How to keep control from destroying your peace

As a single parent, many aspects of your life are completely out of control. In fact, if you have been divorced, what you have done is that you’ve tried to take control of a situation or a relationship that was toxic and out of control.

You can choose control to escape uncertainty, defend against pain and keep yourself from feeling afraid. We often see control as a way to bring peace, but it leads to the opposite direction. Control is a counterfeit of peace. Control destroys peace.

When you are in the midst of pain and struggle, you naturally don’t want to wait for the pain you feel to subside. By instinct, you want to get out of pain and struggle quickly. You tend to want to take the rein of control and get out of discomfort as quickly as possible to finally have a sense of peace. You then convince yourself that achieving certain things will bring you peace, like finding a mate, having more money, getting your kids to stop acting up, etc. But all these things are natural reactions, and this kind of control does not bring lasting peace. It is simply an illusion of peace.

So how do we let go of the illusion of control when it feels so counterintuitive when we are hurting, confused and disillusioned?

Control can be learned.
Using her family history as a case study, single mom Marisa discusses how a chain of events in a family can lead to control and make people develop the habit of trying to control things and people around them. This trend can go on from generation to generation.

She shares how the death of her maternal great-grandparents made her grandfather, who became an orphan at the early age of 16, tried to control his family because he did not want to feel the kind of pain he felt as an orphan boy again. She explains how her grandfather’s control made her mom learn the habit of controlling herself and things to avoid getting into trouble. “So, that created the feeling of “I have got to control, so I don’t get into trouble,” and that got passed down,” she says.

Fast forward to Marisa’s life and marriage, the control trend showed up again. She says, “I need to be well in control of myself because if you do not control, you don’t know where the next anything will come from.” But despite all the control, she found out that her marriage started breaking, and there was trauma and drama everywhere, then her husband died. She now asks herself, “I’m supposed to be well controlled and able to escape all of these hardships because I did everything right. So why now did I find myself completely out of control with everything?”

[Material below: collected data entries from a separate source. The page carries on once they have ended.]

/// Split positional samples into chains at non-positional events.
///
/// Positional kinds with missing coordinates are skipped without breaking the chain.
fn positional_chains(events: &[RawPointerEvent]) -> Vec<Vec<Sample>> {
    let mut chains = Vec::new();
    let mut current = Vec::new();

    for event in events {
        if event.kind.is_positional() {
            if let Some(point) = event.position() {
                current.push(Sample {
                    point,
                    t: event.timestamp,
                    hover: event.kind == PointerKind::Hover,
                });
            }
        } else if !current.is_empty() {
            chains.push(std::mem::take(&mut current));
        }
    }
    if !current.is_empty() {
        chains.push(current);
    }
    chains
}

/// Sum of Euclidean distances between consecutive samples within each chain
fn compute_path_length(chains: &[Vec<Sample>]) -> f64 {
    chains
        .iter()
        .flat_map(|chain| chain.windows(2))
        .map(|w| w[0].point.distance(&w[1].point))
        .sum()
}

/// Path length divided by the time spent between samples with positive delta
fn compute_avg_speed(path_length: f64, chains: &[Vec<Sample>]) -> f64 {
    let moving_secs: f64 = chains
        .iter()
        .flat_map(|chain| chain.windows(2))
        .map(|w| w[1].t - w[0].t)
        .filter(|dt| *dt > 0.0)
        .sum::<f64>()
        / 1000.0;
    if moving_secs <= 0.0 {
        return 0.0;
    }
    path_length / moving_secs
}

/// Sum of inter-event gaps above the threshold, in seconds
fn compute_idle_time(events: &[RawPointerEvent], threshold_ms: f64) -> f64 {
    events
        .windows(2)
        .map(|w| w[1].timestamp - w[0].timestamp)
        .filter(|gap| *gap > threshold_ms)
        .sum::<f64>()
        / 1000.0
}

/// Mean duration of maximal runs staying within `radius` of the run's first sample.
///
/// Runs are non-overlapping: a run ends at the last sample inside the radius
/// and the next run is anchored at the sample that left it.
fn compute_dwell_time(samples: &[Sample], radius: f64, min_ms: f64) -> f64 {
    let mut durations = Vec::new();
    let mut i = 0;
    while i < samples.len() {
        let end = run_end(samples, i, radius);
        let duration = samples[end].t - samples[i].t;
        if duration >= min_ms {
            durations.push(duration);
        }
        i = end + 1;
    }
    stats::mean(&durations)
}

But instead of accepting that she couldn’t control anything, she did the logical thing that most of us would do - be more controlling. As for Merissa, she tightened up things and started controlling her kids always to say and do the right thing, not to experience pain anymore, but that is an illusion. So therefore, we see the same pattern of control similar to that of her grandfather.

Robert believes that so many single parents struggle with this kind of control Marisa explained when they were married. It even becomes intense during those moments when the wheels start coming off in their marriages. Then, they become controlling by trying to fix things like their partners’ shortcomings or weaknesses. “None of all the control I try to exhibit ever brought me a sense of peace,” says Robert.

Control your thoughts, not people
One lesson Merissa learned is drawn from what the Apostle Paul said in 2 Corinthians 10:5, “take every thought captive.” She believes that we are supposed to control what is in our heads and how we act. But instead, we try to control people around us. So, we try to make people a little bit better so that we are not hurt or to feel better. “But that is defeating as well because if I could control him (her late husband), then I would be responsible for his behavior,” she says. The struggle to control yourself is enough; why try to be responsible for what someone else is doing?

How to find peace when God says wait and see
Kimberly also mentions how being a preacher’s kid and the kind of control that comes with it affected her and influenced how she later started controlling her kids as a single mom to act right, just as she was controlled. She admits that although she has learned to let go of her controlling behavior, she sometimes wants to grip it again. This brought her to the realization during her single mom days that she was not the one in control, but God was in control.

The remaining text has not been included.